Foot and mouth disease has a negative impact on economy due to the high cost of eradication campaigns and stringent measures imposed on domestic and international trade in animal products. Prevention and control measures include mass vaccination of susceptible animals and control of post-vaccination immunity level. Concentration of 146S particles, which are the main component affecting the vaccine immunogenicity, is determined during commercial scale production of FMD vaccines. The paper assesses feasibility of spectrometric analysis for indirect determination of 146S component concentration while measuring amount of FMDV RNA isolated after serological binding. This method is cheap, easy-to-use and makes it possible to determine indirectly concentration of FMDV 146S particles in inactivated vaccine raw materials within 3–4 hours. Study of cultural FMDV suspensions shows that the linear model С 146S = (3.9 × N RNA 146S + 566,783,689 )/ 280,818,944,837 makes it possible to estimate FMDV 146S component concentration in the vaccine raw materials with the help of a spectrometric analysis.
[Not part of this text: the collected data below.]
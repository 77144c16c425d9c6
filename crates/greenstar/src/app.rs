//! Application bootstrap: plugins, mounting, navigation and rendering

use tracing::{debug, info, warn};

use crate::error::AppError;
use crate::router::{History, ResolvedRoute, RouteParams, Router};
use crate::site::SiteConfig;
use crate::view::View;

/// An extension installed into an [`App`] before it is mounted.
pub trait Plugin {
    /// Unique plugin name; a second plugin with the same name is ignored.
    fn name(&self) -> &str;

    /// Register the plugin with the app.
    fn install(self, app: &mut App) -> Result<(), AppError>;
}

impl Plugin for Router {
    fn name(&self) -> &str {
        "router"
    }

    fn install(self, app: &mut App) -> Result<(), AppError> {
        app.router = Some(self);
        Ok(())
    }
}

/// Global stylesheets loaded before the app renders.
#[derive(Debug, Clone, PartialEq, Eq)]
pub struct Stylesheets(pub Vec<String>);

impl Default for Stylesheets {
    fn default() -> Self {
        Self(vec![
            "bootstrap/dist/css/bootstrap.min.css".to_string(),
            "highlight.js/styles/github-dark.css".to_string(),
        ])
    }
}

impl Plugin for Stylesheets {
    fn name(&self) -> &str {
        "stylesheets"
    }

    fn install(self, app: &mut App) -> Result<(), AppError> {
        app.stylesheets.extend(self.0);
        Ok(())
    }
}

/// A rendered view.
#[derive(Debug, Clone, PartialEq, Eq)]
pub struct Page {
    /// Rendered view
    pub view: View,

    /// Path that was rendered (after redirects)
    pub path: String,

    /// Rendered path with query and fragment, base not included
    pub full_path: String,

    /// Page title
    pub title: String,

    /// Route parameters
    pub params: RouteParams,

    /// Body lines
    pub body: Vec<String>,

    /// Original path when the navigation was redirected
    pub redirected_from: Option<String>,
}

/// The application: site content, installed plugins and mount state.
///
/// # Example
///
/// ```
/// use greenstar::{App, SiteConfig, View};
///
/// let mut app = App::blog(SiteConfig::default()).unwrap();
/// let home = app.mount("#app").unwrap();
/// assert_eq!(home.view, View::Home);
///
/// let post = app.navigate("/post/webdev/2").unwrap();
/// assert_eq!(post.title, "두 번째 글");
///
/// let back = app.back().unwrap();
/// assert_eq!(back.view, View::Home);
/// ```
#[derive(Debug)]
pub struct App {
    site: SiteConfig,
    router: Option<Router>,
    plugins: Vec<String>,
    stylesheets: Vec<String>,
    mount_point: Option<String>,
    history: History,
}

impl App {
    /// Create an app with no plugins.
    pub fn new(site: SiteConfig) -> Self {
        Self {
            site,
            router: None,
            plugins: Vec::new(),
            stylesheets: Vec::new(),
            mount_point: None,
            history: History::new(),
        }
    }

    /// Create the blog app: stylesheets plus the blog route table served
    /// under the site's base URL.
    pub fn blog(site: SiteConfig) -> Result<Self, AppError> {
        let router = Router::blog(&site.base_url)?;
        let mut app = Self::new(site);
        app.use_plugin(Stylesheets::default())?
            .use_plugin(router)?;
        Ok(app)
    }

    // ═══════════════════════════════════════════════════════════════════
    // Lifecycle
    // ═══════════════════════════════════════════════════════════════════

    /// Install a plugin. Plugins install in call order.
    ///
    /// # Errors
    ///
    /// - `AlreadyMounted` once the app is mounted
    /// - whatever the plugin's `install` returns
    pub fn use_plugin<P: Plugin>(&mut self, plugin: P) -> Result<&mut Self, AppError> {
        if let Some(target) = &self.mount_point {
            return Err(AppError::AlreadyMounted(target.clone()));
        }

        let name = plugin.name().to_string();
        if self.plugins.contains(&name) {
            warn!(plugin = %name, "Plugin already installed, ignoring");
            return Ok(self);
        }

        plugin.install(self)?;
        debug!(plugin = %name, "Installed plugin");
        self.plugins.push(name);
        Ok(self)
    }

    /// Mount the app on an id selector and render the initial location.
    ///
    /// # Errors
    ///
    /// - `AlreadyMounted` if called twice
    /// - `InvalidMountTarget` unless `selector` looks like `#id`
    /// - `NoRouter` if no router plugin was installed
    pub fn mount(&mut self, selector: &str) -> Result<Page, AppError> {
        if let Some(target) = &self.mount_point {
            return Err(AppError::AlreadyMounted(target.clone()));
        }
        let valid = selector
            .strip_prefix('#')
            .is_some_and(|id| !id.is_empty() && !id.contains(char::is_whitespace));
        if !valid {
            return Err(AppError::InvalidMountTarget(selector.to_string()));
        }
        if self.router.is_none() {
            return Err(AppError::NoRouter);
        }

        self.mount_point = Some(selector.to_string());
        info!(selector, plugins = ?self.plugins, "Mounted app");
        self.navigate("/")
    }

    /// Check if the app is mounted.
    pub fn is_mounted(&self) -> bool {
        self.mount_point.is_some()
    }

    /// The mount selector, once mounted.
    pub fn mount_point(&self) -> Option<&str> {
        self.mount_point.as_deref()
    }

    // ═══════════════════════════════════════════════════════════════════
    // Navigation
    // ═══════════════════════════════════════════════════════════════════

    /// Navigate to `location`, record it in history and render it.
    ///
    /// History stores the full location, base included, so that `back`
    /// and `forward` resolve it exactly like the original request.
    pub fn navigate(&mut self, location: &str) -> Result<Page, AppError> {
        self.ensure_mounted()?;
        let router = self.router.as_ref().ok_or(AppError::NoRouter)?;
        let page = self.render(location)?;
        self.history.push(router.with_base(&page.full_path));
        Ok(page)
    }

    /// Go back one history entry and render it.
    pub fn back(&mut self) -> Result<Page, AppError> {
        self.ensure_mounted()?;
        let location = self
            .history
            .back()
            .ok_or(AppError::NoHistory("back"))?
            .to_string();
        self.render(&location)
    }

    /// Go forward one history entry and render it.
    pub fn forward(&mut self) -> Result<Page, AppError> {
        self.ensure_mounted()?;
        let location = self
            .history
            .forward()
            .ok_or(AppError::NoHistory("forward"))?
            .to_string();
        self.render(&location)
    }

    /// Resolve and render `location` without touching history.
    pub fn render(&self, location: &str) -> Result<Page, AppError> {
        let router = self.router.as_ref().ok_or(AppError::NoRouter)?;
        let resolved = router.resolve(location)?;
        self.render_resolved(resolved)
    }

    fn render_resolved(&self, resolved: ResolvedRoute) -> Result<Page, AppError> {
        let full_path = resolved.full_path();
        let ResolvedRoute {
            view,
            path,
            params,
            redirected_from,
            ..
        } = resolved;

        let (title, body) = match view {
            View::Home => (
                self.site.title.clone(),
                self.site
                    .posts
                    .iter()
                    .map(|p| format!("#{} {}", p.id, p.title))
                    .collect(),
            ),
            View::Algorithm | View::WebDev | View::Database => {
                let category = params.get_str("type").unwrap_or_default();
                let body: Vec<String> = self
                    .site
                    .posts_in(category)
                    .map(|p| format!("#{} {}", p.id, p.title))
                    .collect();
                let body = if body.is_empty() {
                    vec!["No posts yet.".to_string()]
                } else {
                    body
                };
                (view.title(&params), body)
            }
            View::Portfolio => (view.title(&params), Vec::new()),
            View::Post => {
                let raw = params.get_str("id").unwrap_or_default();
                let id: u32 = raw.parse().map_err(|_| AppError::InvalidParam {
                    param: "id".to_string(),
                    value: raw.to_string(),
                })?;
                let post = self.site.post(id).ok_or(AppError::PostNotFound(id))?;
                (post.title.clone(), vec![post.content.clone()])
            }
        };

        Ok(Page {
            view,
            path,
            full_path,
            title,
            params,
            body,
            redirected_from,
        })
    }

    fn ensure_mounted(&self) -> Result<(), AppError> {
        if self.is_mounted() {
            Ok(())
        } else {
            Err(AppError::NotMounted)
        }
    }

    // ═══════════════════════════════════════════════════════════════════
    // Inspection
    // ═══════════════════════════════════════════════════════════════════

    /// Site content.
    pub fn site(&self) -> &SiteConfig {
        &self.site
    }

    /// The installed router.
    pub fn router(&self) -> Option<&Router> {
        self.router.as_ref()
    }

    /// Installed plugin names, in installation order.
    pub fn plugins(&self) -> &[String] {
        &self.plugins
    }

    /// Registered stylesheets, in registration order.
    pub fn stylesheets(&self) -> &[String] {
        &self.stylesheets
    }

    /// Navigation history.
    pub fn history(&self) -> &History {
        &self.history
    }
}
//! Communication insertion pass: bridge cross-device edges with
//! send/receive pairs.

use std::collections::HashMap;

use weft_graph::{DeviceId, OpGraph, OpId, OpKind};

use crate::error::DistError;

/// A send/receive pair bridging one (producer, consumer-device) edge.
#[derive(Clone, Copy, Debug)]
struct Bridge {
    send: OpId,
    recv: OpId,
}

/// Rewrites every edge whose producer and consumer resolve to different
/// owners: the producer gains a send node on its own device, the consumer
/// references a receive node instead of the producer.
///
/// The pass owns the process-wide ordered send set — a single cross-device
/// value may be consumed by many remote nodes, and each of its sends must
/// be attributed to exactly one worker. The `(producer, consumer-device)`
/// bridge cache makes the pass idempotent: an edge already bridged reuses
/// the recorded pair instead of inserting a duplicate.
///
/// Two special producers:
/// - Parameters broadcast: a parameter read from a foreign device is not
///   bridged, the consumer's owner is appended to its owner list so both
///   workers feed it at the same global index.
/// - Split producers may only be consumed by their gather wrapper
///   (pre-annotation precondition); the gather's split argument expands to
///   one send/receive pair per split member.
pub struct CommunicationPass {
    send_nodes: Vec<OpId>,
    bridged: HashMap<(OpId, String), Bridge>,
}

impl CommunicationPass {
    pub fn new() -> Self {
        Self {
            send_nodes: Vec::new(),
            bridged: HashMap::new(),
        }
    }

    /// The ordered set of send nodes inserted so far, across all runs.
    pub fn send_nodes(&self) -> &[OpId] {
        &self.send_nodes
    }

    /// Run the pass over the closure of `roots`. Device assignment must
    /// have resolved owners for every reachable node first.
    pub fn run(&mut self, graph: &mut OpGraph, roots: &[OpId]) -> Result<(), DistError> {
        let closure = graph.all_op_references(roots);

        for &id in &closure {
            if graph.node(id).meta.owners.is_empty() {
                return Err(DistError::Partition(format!(
                    "op {} has no resolvable device; run device assignment first",
                    graph.node(id).name
                )));
            }
        }

        for &consumer in &closure {
            let ckind = graph.node(consumer).kind;
            // Send/recv edges are the bridges themselves.
            if matches!(ckind, OpKind::Send | OpKind::Recv) {
                continue;
            }
            let args = graph.node(consumer).args.clone();
            if args.is_empty() {
                continue;
            }
            let cowners = graph.node(consumer).meta.owners.clone();

            if cowners.len() > 1 {
                self.check_split_consumer(graph, consumer, &args, &cowners)?;
                continue;
            }
            let cowner = cowners[0].clone();

            let mut new_args: Vec<OpId> = Vec::with_capacity(args.len());
            let mut changed = false;
            for &producer in &args {
                let pkind = graph.node(producer).kind;
                let powners = graph.node(producer).meta.owners.clone();

                if pkind == OpKind::Parameter {
                    // Broadcast: the parameter appears in this worker's
                    // feed order too, at the same global position.
                    if !powners.contains(&cowner) {
                        graph.node_mut(producer).meta.owners.push(cowner.clone());
                    }
                    new_args.push(producer);
                    continue;
                }

                if powners.len() > 1 {
                    if ckind != OpKind::Gather {
                        return Err(DistError::Partition(format!(
                            "split op {} consumed by {}, which is not its gather point; \
                             split outputs must be pre-annotated requested returns",
                            graph.node(producer).name,
                            graph.node(consumer).name
                        )));
                    }
                    let member_ids = match graph.node(producer).meta.device_id.clone() {
                        DeviceId::Split(ids) => ids,
                        other => {
                            return Err(DistError::Partition(format!(
                                "op {} has {} owners but device_id {other:?}",
                                graph.node(producer).name,
                                powners.len()
                            )))
                        }
                    };
                    for (m_owner, m_id) in powners.iter().zip(member_ids) {
                        let key = (producer, format!("{m_owner}->{cowner}"));
                        let bridge = match self.bridged.get(&key) {
                            Some(b) => *b,
                            None => {
                                let b = self.insert_bridge(
                                    graph, producer, m_id, m_owner, consumer, &cowner,
                                );
                                self.bridged.insert(key, b);
                                b
                            }
                        };
                        new_args.push(bridge.recv);
                    }
                    changed = true;
                    continue;
                }

                let powner = powners[0].clone();
                if powner != cowner {
                    let key = (producer, cowner.clone());
                    let bridge = match self.bridged.get(&key) {
                        Some(b) => *b,
                        None => {
                            let m_id = match graph.node(producer).meta.device_id {
                                DeviceId::Single(i) => i,
                                _ => 0,
                            };
                            let b = self.insert_bridge(
                                graph, producer, m_id, &powner, consumer, &cowner,
                            );
                            self.bridged.insert(key, b);
                            b
                        }
                    };
                    new_args.push(bridge.recv);
                    changed = true;
                } else {
                    new_args.push(producer);
                }
            }
            if changed {
                graph.node_mut(consumer).args = new_args;
            }
        }
        Ok(())
    }

    /// Split-owned consumers never cross devices themselves: every argument
    /// must share the split ownership, except broadcast parameters.
    fn check_split_consumer(
        &self,
        graph: &mut OpGraph,
        consumer: OpId,
        args: &[OpId],
        cowners: &[String],
    ) -> Result<(), DistError> {
        for &producer in args {
            if graph.node(producer).kind == OpKind::Parameter {
                for o in cowners {
                    if !graph.node(producer).meta.owners.contains(o) {
                        graph.node_mut(producer).meta.owners.push(o.clone());
                    }
                }
            } else if graph.node(producer).meta.owners != cowners {
                return Err(DistError::Partition(format!(
                    "split op {} reads {} with mismatched ownership",
                    graph.node(consumer).name,
                    graph.node(producer).name
                )));
            }
        }
        Ok(())
    }

    fn insert_bridge(
        &mut self,
        graph: &mut OpGraph,
        producer: OpId,
        producer_id: u32,
        producer_owner: &str,
        consumer: OpId,
        consumer_owner: &str,
    ) -> Bridge {
        let send = graph.send(producer);
        let producer_device = graph.node(producer).meta.device.clone();
        {
            let meta = &mut graph.node_mut(send).meta;
            meta.device = producer_device;
            meta.device_id = DeviceId::Single(producer_id);
            meta.owners = vec![producer_owner.to_string()];
        }

        let recv = graph.recv(send);
        let consumer_device = graph.node(consumer).meta.device.clone();
        let consumer_id = match graph.node(consumer).meta.device_id {
            DeviceId::Single(i) => i,
            _ => 0,
        };
        {
            let meta = &mut graph.node_mut(recv).meta;
            meta.device = consumer_device;
            meta.device_id = DeviceId::Single(consumer_id);
            meta.owners = vec![consumer_owner.to_string()];
        }

        self.send_nodes.push(send);
        Bridge { send, recv }
    }
}

impl Default for CommunicationPass {
    fn default() -> Self {
        Self::new()
    }
}

#[cfg(test)]
mod tests {
    use super::*;
    use crate::assign::DeviceAssignPass;
    use weft_graph::DeviceId;

    fn assign(graph: &mut OpGraph, roots: &[OpId]) {
        DeviceAssignPass::new("cpu", 0).run(graph, roots).unwrap();
    }

    /// No non-bridge edge may connect nodes without a shared owner.
    fn assert_no_cross_device_edges(graph: &OpGraph, roots: &[OpId]) {
        for id in graph.all_op_references(roots) {
            let node = graph.node(id);
            if node.kind == OpKind::Recv {
                continue;
            }
            for &arg in &node.args {
                let shared = graph
                    .node(arg)
                    .meta
                    .owners
                    .iter()
                    .any(|o| node.meta.owners.contains(o));
                assert!(
                    shared,
                    "edge {} -> {} crosses devices after insertion",
                    graph.node(arg).name,
                    node.name
                );
            }
        }
    }

    #[test]
    fn single_cross_device_edge() {
        let mut g = OpGraph::new();
        let x = g.parameter("x", &[2]);
        let a = g.neg("a", x);
        g.on_device(a, "cpu", DeviceId::Single(0));
        g.on_device(x, "cpu", DeviceId::Single(0));
        let b = g.neg("b", a);
        g.on_device(b, "cpu", DeviceId::Single(1));
        assign(&mut g, &[b]);

        let mut pass = CommunicationPass::new();
        pass.run(&mut g, &[b]).unwrap();

        assert_eq!(pass.send_nodes().len(), 1);
        let send = pass.send_nodes()[0];
        assert_eq!(g.node(send).kind, OpKind::Send);
        assert_eq!(g.node(send).args, vec![a]);
        assert_eq!(g.node(send).meta.owners, vec!["cpu0"]);

        let recv = g.node(b).args[0];
        assert_eq!(g.node(recv).kind, OpKind::Recv);
        assert_eq!(g.node(recv).args, vec![send]);
        assert_eq!(g.node(recv).meta.owners, vec!["cpu1"]);

        assert_no_cross_device_edges(&g, &[b]);
    }

    #[test]
    fn insertion_is_idempotent() {
        let mut g = OpGraph::new();
        let x = g.parameter("x", &[2]);
        let a = g.neg("a", x);
        let b = g.neg("b", a);
        g.on_device(b, "cpu", DeviceId::Single(1));
        assign(&mut g, &[b]);

        let mut pass = CommunicationPass::new();
        pass.run(&mut g, &[b]).unwrap();
        let sends_after_first = pass.send_nodes().to_vec();
        let graph_len = g.len();

        pass.run(&mut g, &[b]).unwrap();
        assert_eq!(pass.send_nodes(), sends_after_first.as_slice());
        assert_eq!(g.len(), graph_len);
    }

    #[test]
    fn one_send_shared_by_many_remote_consumers() {
        let mut g = OpGraph::new();
        let x = g.parameter("x", &[2]);
        let a = g.neg("a", x);
        let b = g.neg("b", a);
        let c = g.neg("c", a);
        g.on_device(b, "cpu", DeviceId::Single(1));
        g.on_device(c, "cpu", DeviceId::Single(1));
        assign(&mut g, &[b, c]);

        let mut pass = CommunicationPass::new();
        pass.run(&mut g, &[b, c]).unwrap();

        assert_eq!(pass.send_nodes().len(), 1);
        // Both consumers reference the same receive node.
        assert_eq!(g.node(b).args, g.node(c).args);
        assert_no_cross_device_edges(&g, &[b, c]);
    }

    #[test]
    fn parameters_broadcast_instead_of_bridging() {
        let mut g = OpGraph::new();
        let p = g.parameter("p", &[2]);
        let a = g.neg("a", p);
        let b = g.neg("b", p);
        g.on_device(b, "cpu", DeviceId::Single(1));
        assign(&mut g, &[a, b]);

        let mut pass = CommunicationPass::new();
        pass.run(&mut g, &[a, b]).unwrap();

        assert!(pass.send_nodes().is_empty());
        assert_eq!(g.node(p).meta.owners, vec!["cpu0", "cpu1"]);
        assert_no_cross_device_edges(&g, &[a, b]);
    }

    #[test]
    fn split_producer_expands_under_gather() {
        let mut g = OpGraph::new();
        let x = g.parameter("x", &[2]);
        let y = g.neg("y", x);
        g.on_device(y, "cpu", DeviceId::Split(vec![0, 1]));
        g.on_device(x, "cpu", DeviceId::Split(vec![0, 1]));
        let w = g.gather(y);
        assign(&mut g, &[w]);

        let mut pass = CommunicationPass::new();
        pass.run(&mut g, &[w]).unwrap();

        assert_eq!(pass.send_nodes().len(), 2);
        let gather_args = g.node(w).args.clone();
        assert_eq!(gather_args.len(), 2);
        for (i, &recv) in gather_args.iter().enumerate() {
            assert_eq!(g.node(recv).kind, OpKind::Recv);
            let send = g.node(recv).args[0];
            assert_eq!(g.node(send).args, vec![y]);
            assert_eq!(g.node(send).meta.owners, vec![format!("cpu{i}")]);
        }
    }

    #[test]
    fn split_producer_without_gather_is_rejected() {
        let mut g = OpGraph::new();
        let x = g.parameter("x", &[2]);
        let y = g.neg("y", x);
        g.on_device(y, "cpu", DeviceId::Split(vec![0, 1]));
        g.on_device(x, "cpu", DeviceId::Split(vec![0, 1]));
        let z = g.neg("z", y);
        assign(&mut g, &[z]);

        let mut pass = CommunicationPass::new();
        let err = pass.run(&mut g, &[z]).unwrap_err();
        assert!(matches!(err, DistError::Partition(_)));
    }

    #[test]
    fn unassigned_graph_is_a_partition_error() {
        let mut g = OpGraph::new();
        let x = g.parameter("x", &[2]);

        let mut pass = CommunicationPass::new();
        let err = pass.run(&mut g, &[x]).unwrap_err();
        assert!(matches!(err, DistError::Partition(_)));
    }
}
//! End-to-end integration tests for weft-mesh.
//!
//! Tests the full path: QUIC transport → chunk stream → worker assembly →
//! orchestrated cross-device invocation.

use weft_graph::{Computation, DeviceId, OpGraph, Returns};
use weft_mesh::protocol::chunk_graph;
use weft_mesh::transport::{rpc_transport, RpcStream, WorkerServiceClient, ALPN};
use weft_mesh::worker::Worker;
use weft_mesh::{CallResult, EndpointTransport, GraphChunk, Orchestrator};

use iroh::endpoint::RelayMode;
use iroh::Endpoint;

/// Chunk stream for s = x + y.
fn sum_chunks() -> Vec<GraphChunk> {
    let mut g = OpGraph::new();
    let x = g.parameter("x", &[2]);
    let y = g.parameter("y", &[2]);
    let s = g.add("s", x, y);
    let order = g.all_op_references(&[s]);
    chunk_graph(&g, &order)
}

async fn quic_pair() -> (Endpoint, Endpoint) {
    // Relay disabled for localhost.
    let worker = Endpoint::empty_builder(RelayMode::Disabled)
        .alpns(vec![ALPN.to_vec()])
        .bind()
        .await
        .unwrap();
    let coord = Endpoint::empty_builder(RelayMode::Disabled)
        .alpns(vec![ALPN.to_vec()])
        .bind()
        .await
        .unwrap();
    (worker, coord)
}

#[tokio::test]
async fn quic_create_and_execute() {
    let (ep_worker, ep_coord) = quic_pair().await;
    let worker_addr = ep_worker.addr();

    // Worker serves tarpc over QUIC
    let worker = Worker::reference();
    let transport = EndpointTransport::from_endpoint(ep_worker);
    let worker_clone = worker.clone();
    tokio::spawn(async move {
        worker_clone.serve(&transport).await.ok();
    });

    // Give the worker a moment to start accepting
    tokio::time::sleep(std::time::Duration::from_millis(50)).await;

    // Coordinator connects to worker via QUIC
    let conn = ep_coord.connect(worker_addr, ALPN).await.unwrap();
    let (send, recv) = conn.open_bi().await.unwrap();
    let client = WorkerServiceClient::new(
        tarpc::client::Config::default(),
        rpc_transport(RpcStream::new(send, recv)),
    )
    .spawn();

    // Create and execute
    client
        .create_computation(
            tarpc::context::current(),
            1,
            sum_chunks(),
            vec!["s".into()],
            vec!["x".into(), "y".into()],
        )
        .await
        .unwrap()
        .unwrap();

    client
        .feed_inputs(
            tarpc::context::current(),
            1,
            vec![vec![3.0, 4.0], vec![1.0, 2.0]],
        )
        .await
        .unwrap()
        .unwrap();

    let results = client
        .collect_results(tarpc::context::current(), 1)
        .await
        .unwrap()
        .unwrap();
    assert_eq!(results, vec![("s".to_string(), vec![4.0, 6.0])]);

    // Verify ping works over QUIC too
    let seq = client.ping(tarpc::context::current(), 99).await.unwrap();
    assert_eq!(seq, 99);
}

#[tokio::test]
async fn quic_two_workers_same_chunk_stream() {
    let ep_w1 = Endpoint::empty_builder(RelayMode::Disabled)
        .alpns(vec![ALPN.to_vec()])
        .bind()
        .await
        .unwrap();
    let ep_w2 = Endpoint::empty_builder(RelayMode::Disabled)
        .alpns(vec![ALPN.to_vec()])
        .bind()
        .await
        .unwrap();
    let ep_coord = Endpoint::empty_builder(RelayMode::Disabled)
        .alpns(vec![ALPN.to_vec()])
        .bind()
        .await
        .unwrap();

    let w1_addr = ep_w1.addr();
    let w2_addr = ep_w2.addr();

    let w1 = Worker::reference();
    let w2 = Worker::reference();
    let t1 = EndpointTransport::from_endpoint(ep_w1);
    let t2 = EndpointTransport::from_endpoint(ep_w2);

    let w1c = w1.clone();
    tokio::spawn(async move { w1c.serve(&t1).await.ok(); });
    let w2c = w2.clone();
    tokio::spawn(async move { w2c.serve(&t2).await.ok(); });

    tokio::time::sleep(std::time::Duration::from_millis(50)).await;

    let mut clients = Vec::new();
    for addr in [w1_addr, w2_addr] {
        let conn = ep_coord.connect(addr, ALPN).await.unwrap();
        let (send, recv) = conn.open_bi().await.unwrap();
        let client = WorkerServiceClient::new(
            tarpc::client::Config::default(),
            rpc_transport(RpcStream::new(send, recv)),
        )
        .spawn();
        clients.push(client);
    }

    // Both workers receive the identical chunk stream and rebuild the
    // same topology; only the return subsets differ.
    let chunks = sum_chunks();
    for client in &clients {
        client
            .create_computation(
                tarpc::context::current(),
                1,
                chunks.clone(),
                vec!["s".into()],
                vec!["x".into(), "y".into()],
            )
            .await
            .unwrap()
            .unwrap();
        client
            .feed_inputs(
                tarpc::context::current(),
                1,
                vec![vec![3.0, 4.0], vec![1.0, 2.0]],
            )
            .await
            .unwrap()
            .unwrap();
    }

    let r1 = clients[0]
        .collect_results(tarpc::context::current(), 1)
        .await
        .unwrap()
        .unwrap();
    let r2 = clients[1]
        .collect_results(tarpc::context::current(), 1)
        .await
        .unwrap()
        .unwrap();
    assert_eq!(r1, r2);
    assert_eq!(r1[0].1, vec![4.0, 6.0]);
}

#[tokio::test]
async fn orchestrated_three_device_pipeline() {
    // a = x + y on cpu0, b = a * 2 on cpu1, c = -b on cpu2. The chain
    // forces two relay waves.
    let mut g = OpGraph::new();
    let x = g.parameter("x", &[2]);
    let y = g.parameter("y", &[2]);
    let a = g.add("a", x, y);
    let two = g.constant("two", 2.0, &[2]);
    let b = g.mul("b", a, two);
    g.on_device(b, "cpu", DeviceId::Single(1));
    let c = g.neg("c", b);
    g.on_device(c, "cpu", DeviceId::Single(2));

    let mut orch = Orchestrator::new("cpu");
    let comp = Computation::new(vec![x, y], Returns::Sequence(vec![a, c]));
    let dist = orch.build(&mut g, &comp).await.unwrap();
    assert_eq!(dist.num_workers(), 3);

    let result = dist
        .call(&[vec![3.0, 4.0], vec![1.0, 2.0]])
        .await
        .unwrap();
    assert_eq!(
        result,
        CallResult::Sequence(vec![vec![4.0, 6.0], vec![-8.0, -12.0]])
    );

    // Second invocation over the same distributed computation.
    let result = dist.call(&[vec![1.0, 0.0], vec![0.0, 1.0]]).await.unwrap();
    assert_eq!(
        result,
        CallResult::Sequence(vec![vec![1.0, 1.0], vec![-2.0, -2.0]])
    );
    orch.close().await;
}

#[tokio::test]
async fn orchestrated_split_with_broadcast_parameter() {
    // y is computed on both workers from the shared parameter x; the
    // gather wrapper concatenates the partials under y's identity.
    let mut g = OpGraph::new();
    let x = g.parameter("x", &[2]);
    let y = g.neg("y", x);
    g.on_device(y, "cpu", DeviceId::Split(vec![0, 1]));
    let z = g.add("z", x, x);

    let mut orch = Orchestrator::new("cpu");
    let comp = Computation::new(vec![x], Returns::Set(vec![y, z]));
    let dist = orch.build(&mut g, &comp).await.unwrap();
    assert_eq!(dist.num_workers(), 2);

    let result = dist.call(&[vec![1.0, 2.0]]).await.unwrap();
    let CallResult::Set(table) = result else {
        panic!("expected set result");
    };
    assert_eq!(table["y"], vec![-1.0, -2.0, -1.0, -2.0]);
    assert_eq!(table["z"], vec![2.0, 4.0]);
    orch.close().await;
}

#[tokio::test]
async fn two_computations_share_one_fleet() {
    // Two computations built over the same graph arena reuse the fleet
    // and the bridges inserted by the first build.
    let mut g = OpGraph::new();
    let x = g.parameter("x", &[2]);
    let a = g.neg("a", x);
    let b = g.neg("b", a);
    g.on_device(b, "cpu", DeviceId::Single(1));

    let mut orch = Orchestrator::new("cpu");
    let first = orch
        .build(&mut g, &Computation::new(vec![x], Returns::Single(b)))
        .await
        .unwrap();
    let second = orch
        .build(&mut g, &Computation::new(vec![x], Returns::Single(a)))
        .await
        .unwrap();

    assert_eq!(
        first.call(&[vec![5.0, -3.0]]).await.unwrap(),
        CallResult::Single(vec![5.0, -3.0])
    );
    assert_eq!(
        second.call(&[vec![5.0, -3.0]]).await.unwrap(),
        CallResult::Single(vec![-5.0, 3.0])
    );
    orch.close().await;
}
The actual results obtained in real-time reverse transcription – polymerase chain reaction (rtRT-PCR) were 97.0–99.9% consistent with the expected results of the spectrometric analysis used to determine cultural FMDV 146S component concentration. When compared to a complement fixation test, the actual results were 94.5–99.5% in line with the expected ones. The actual results for positive control were 99.0–99.6% in line with the expected ones. As expected, no FMDV genome or 146S particles were detected in the negative control sample.